THE RECORDS section start

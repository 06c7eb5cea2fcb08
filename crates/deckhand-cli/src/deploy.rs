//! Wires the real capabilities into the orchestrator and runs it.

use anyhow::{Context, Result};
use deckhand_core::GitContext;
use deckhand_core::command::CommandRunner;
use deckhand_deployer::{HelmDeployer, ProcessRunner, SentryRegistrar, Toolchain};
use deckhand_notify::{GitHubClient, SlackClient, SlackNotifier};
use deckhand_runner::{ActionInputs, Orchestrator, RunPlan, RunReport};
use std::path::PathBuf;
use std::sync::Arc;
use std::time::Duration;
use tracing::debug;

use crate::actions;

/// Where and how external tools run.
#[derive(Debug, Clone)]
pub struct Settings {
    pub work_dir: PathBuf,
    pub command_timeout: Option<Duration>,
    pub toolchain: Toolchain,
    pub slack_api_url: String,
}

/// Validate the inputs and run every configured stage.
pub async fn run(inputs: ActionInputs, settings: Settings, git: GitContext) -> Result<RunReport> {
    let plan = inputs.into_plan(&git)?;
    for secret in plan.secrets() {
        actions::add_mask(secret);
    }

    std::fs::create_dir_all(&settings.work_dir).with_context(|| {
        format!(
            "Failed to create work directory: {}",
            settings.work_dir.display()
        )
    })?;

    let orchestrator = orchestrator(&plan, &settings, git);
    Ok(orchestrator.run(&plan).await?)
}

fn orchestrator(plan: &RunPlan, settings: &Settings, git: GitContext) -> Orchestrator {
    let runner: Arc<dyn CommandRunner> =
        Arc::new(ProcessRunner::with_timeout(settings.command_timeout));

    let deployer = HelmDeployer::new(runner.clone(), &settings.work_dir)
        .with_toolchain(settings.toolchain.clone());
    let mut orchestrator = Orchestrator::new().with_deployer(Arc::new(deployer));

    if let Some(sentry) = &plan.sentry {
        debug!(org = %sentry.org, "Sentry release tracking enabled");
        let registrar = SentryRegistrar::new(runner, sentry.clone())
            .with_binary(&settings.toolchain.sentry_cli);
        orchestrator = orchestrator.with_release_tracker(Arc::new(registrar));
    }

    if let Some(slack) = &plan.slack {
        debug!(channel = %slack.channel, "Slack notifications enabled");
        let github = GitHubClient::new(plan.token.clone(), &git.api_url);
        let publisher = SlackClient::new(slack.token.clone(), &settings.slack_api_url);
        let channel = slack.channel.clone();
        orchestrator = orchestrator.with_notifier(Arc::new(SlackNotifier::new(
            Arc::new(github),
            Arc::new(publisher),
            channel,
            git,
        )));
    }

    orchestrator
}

THE RECORDS section end
THE RECORDS section start

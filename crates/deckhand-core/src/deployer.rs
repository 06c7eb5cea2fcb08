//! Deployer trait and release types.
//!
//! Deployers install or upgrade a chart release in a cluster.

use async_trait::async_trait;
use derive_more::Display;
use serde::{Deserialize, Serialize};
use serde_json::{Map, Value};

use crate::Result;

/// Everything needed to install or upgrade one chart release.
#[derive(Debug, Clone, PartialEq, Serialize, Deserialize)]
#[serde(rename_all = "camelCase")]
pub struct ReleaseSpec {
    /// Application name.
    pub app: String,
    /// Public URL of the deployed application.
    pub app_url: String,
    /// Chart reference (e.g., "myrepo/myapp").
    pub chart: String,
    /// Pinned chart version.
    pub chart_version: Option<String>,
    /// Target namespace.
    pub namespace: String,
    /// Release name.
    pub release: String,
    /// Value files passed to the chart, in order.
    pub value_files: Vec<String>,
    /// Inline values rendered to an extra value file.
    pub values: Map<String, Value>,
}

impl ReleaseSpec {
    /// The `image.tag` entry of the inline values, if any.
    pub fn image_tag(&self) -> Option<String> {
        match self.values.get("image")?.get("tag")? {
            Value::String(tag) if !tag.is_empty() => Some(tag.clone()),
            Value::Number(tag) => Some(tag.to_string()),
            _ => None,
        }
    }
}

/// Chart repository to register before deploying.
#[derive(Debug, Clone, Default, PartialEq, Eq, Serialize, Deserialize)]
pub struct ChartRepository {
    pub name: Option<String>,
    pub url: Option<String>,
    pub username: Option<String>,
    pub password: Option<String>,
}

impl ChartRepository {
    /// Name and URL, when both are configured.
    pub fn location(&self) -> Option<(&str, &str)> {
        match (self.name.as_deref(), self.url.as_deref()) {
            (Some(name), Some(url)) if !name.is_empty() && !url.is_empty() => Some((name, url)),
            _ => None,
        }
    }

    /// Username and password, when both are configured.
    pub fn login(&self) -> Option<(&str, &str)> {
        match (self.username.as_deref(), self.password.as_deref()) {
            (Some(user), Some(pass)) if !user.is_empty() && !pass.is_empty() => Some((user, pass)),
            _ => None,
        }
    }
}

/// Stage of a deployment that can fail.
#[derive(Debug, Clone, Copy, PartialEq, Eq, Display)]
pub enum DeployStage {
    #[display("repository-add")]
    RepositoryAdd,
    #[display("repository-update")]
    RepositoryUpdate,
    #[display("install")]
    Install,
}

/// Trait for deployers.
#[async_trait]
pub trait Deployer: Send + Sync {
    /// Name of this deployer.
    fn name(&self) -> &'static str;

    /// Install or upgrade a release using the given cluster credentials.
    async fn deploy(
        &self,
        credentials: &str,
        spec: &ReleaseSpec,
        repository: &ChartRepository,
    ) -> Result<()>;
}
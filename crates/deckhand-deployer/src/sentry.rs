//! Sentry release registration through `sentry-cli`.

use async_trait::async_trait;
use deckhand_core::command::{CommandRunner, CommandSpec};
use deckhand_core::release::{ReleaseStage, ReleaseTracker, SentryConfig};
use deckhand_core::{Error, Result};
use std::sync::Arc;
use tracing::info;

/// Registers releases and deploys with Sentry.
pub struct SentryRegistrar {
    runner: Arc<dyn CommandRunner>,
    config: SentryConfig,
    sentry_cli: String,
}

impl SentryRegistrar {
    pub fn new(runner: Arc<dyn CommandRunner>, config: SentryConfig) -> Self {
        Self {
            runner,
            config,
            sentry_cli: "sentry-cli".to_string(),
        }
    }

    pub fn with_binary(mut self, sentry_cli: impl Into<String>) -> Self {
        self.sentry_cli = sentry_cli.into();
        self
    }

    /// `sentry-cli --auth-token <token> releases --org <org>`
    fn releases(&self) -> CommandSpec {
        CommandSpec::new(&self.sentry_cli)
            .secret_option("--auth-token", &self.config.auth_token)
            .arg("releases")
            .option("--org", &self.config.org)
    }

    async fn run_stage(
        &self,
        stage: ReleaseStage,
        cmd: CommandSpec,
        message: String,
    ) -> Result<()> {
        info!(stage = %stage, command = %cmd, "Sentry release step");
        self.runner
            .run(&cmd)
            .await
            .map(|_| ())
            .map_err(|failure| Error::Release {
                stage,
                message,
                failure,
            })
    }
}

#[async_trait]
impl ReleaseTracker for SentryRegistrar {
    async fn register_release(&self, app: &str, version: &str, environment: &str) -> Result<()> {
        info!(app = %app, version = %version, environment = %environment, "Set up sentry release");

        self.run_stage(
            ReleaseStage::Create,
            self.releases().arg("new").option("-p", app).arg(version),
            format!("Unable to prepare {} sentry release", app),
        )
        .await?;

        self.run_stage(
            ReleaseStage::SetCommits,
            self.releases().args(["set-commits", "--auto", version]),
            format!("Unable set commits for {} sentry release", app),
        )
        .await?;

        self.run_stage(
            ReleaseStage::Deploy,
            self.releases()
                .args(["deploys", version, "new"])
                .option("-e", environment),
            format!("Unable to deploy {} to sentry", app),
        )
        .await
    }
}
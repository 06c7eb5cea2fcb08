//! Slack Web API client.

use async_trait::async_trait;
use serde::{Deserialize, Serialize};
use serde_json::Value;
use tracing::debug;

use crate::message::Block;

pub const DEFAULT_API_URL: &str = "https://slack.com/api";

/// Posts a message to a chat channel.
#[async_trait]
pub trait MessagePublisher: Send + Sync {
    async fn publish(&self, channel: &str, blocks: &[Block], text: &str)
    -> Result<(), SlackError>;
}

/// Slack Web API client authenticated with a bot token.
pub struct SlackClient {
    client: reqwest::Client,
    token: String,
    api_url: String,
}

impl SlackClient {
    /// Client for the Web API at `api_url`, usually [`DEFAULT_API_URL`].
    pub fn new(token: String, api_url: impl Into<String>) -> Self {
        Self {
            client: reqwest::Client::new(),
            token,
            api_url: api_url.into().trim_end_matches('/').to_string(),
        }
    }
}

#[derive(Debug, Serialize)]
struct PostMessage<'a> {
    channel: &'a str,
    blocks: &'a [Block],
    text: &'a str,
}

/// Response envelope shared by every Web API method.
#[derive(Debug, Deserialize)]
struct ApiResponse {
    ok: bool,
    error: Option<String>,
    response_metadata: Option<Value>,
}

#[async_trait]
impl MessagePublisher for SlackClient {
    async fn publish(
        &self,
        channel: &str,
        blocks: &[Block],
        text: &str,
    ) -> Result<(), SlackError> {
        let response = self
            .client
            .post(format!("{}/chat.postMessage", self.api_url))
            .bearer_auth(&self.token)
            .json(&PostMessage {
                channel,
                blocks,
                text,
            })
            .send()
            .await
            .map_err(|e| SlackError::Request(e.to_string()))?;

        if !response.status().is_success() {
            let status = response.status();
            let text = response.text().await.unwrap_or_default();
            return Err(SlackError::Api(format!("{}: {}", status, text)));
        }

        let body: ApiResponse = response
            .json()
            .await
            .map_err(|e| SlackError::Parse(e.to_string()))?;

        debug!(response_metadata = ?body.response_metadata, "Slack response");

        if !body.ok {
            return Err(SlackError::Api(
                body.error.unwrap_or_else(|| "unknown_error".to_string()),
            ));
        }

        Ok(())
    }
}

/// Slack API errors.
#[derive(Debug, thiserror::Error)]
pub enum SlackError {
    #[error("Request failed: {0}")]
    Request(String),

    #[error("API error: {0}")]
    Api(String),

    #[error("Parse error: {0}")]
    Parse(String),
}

THE RECORDS section end

WHAT YOU WILL DO » Check each line of the records above for "channel", and copy those that have it.

SOLUTION FOR THIS PROBLEM »
        debug!(channel = %slack.channel, "Slack notifications enabled");
        let channel = slack.channel.clone();
            channel,
/// Posts a message to a chat channel.
    async fn publish(&self, channel: &str, blocks: &[Block], text: &str)
    channel: &'a str,
        channel: &str,
                channel,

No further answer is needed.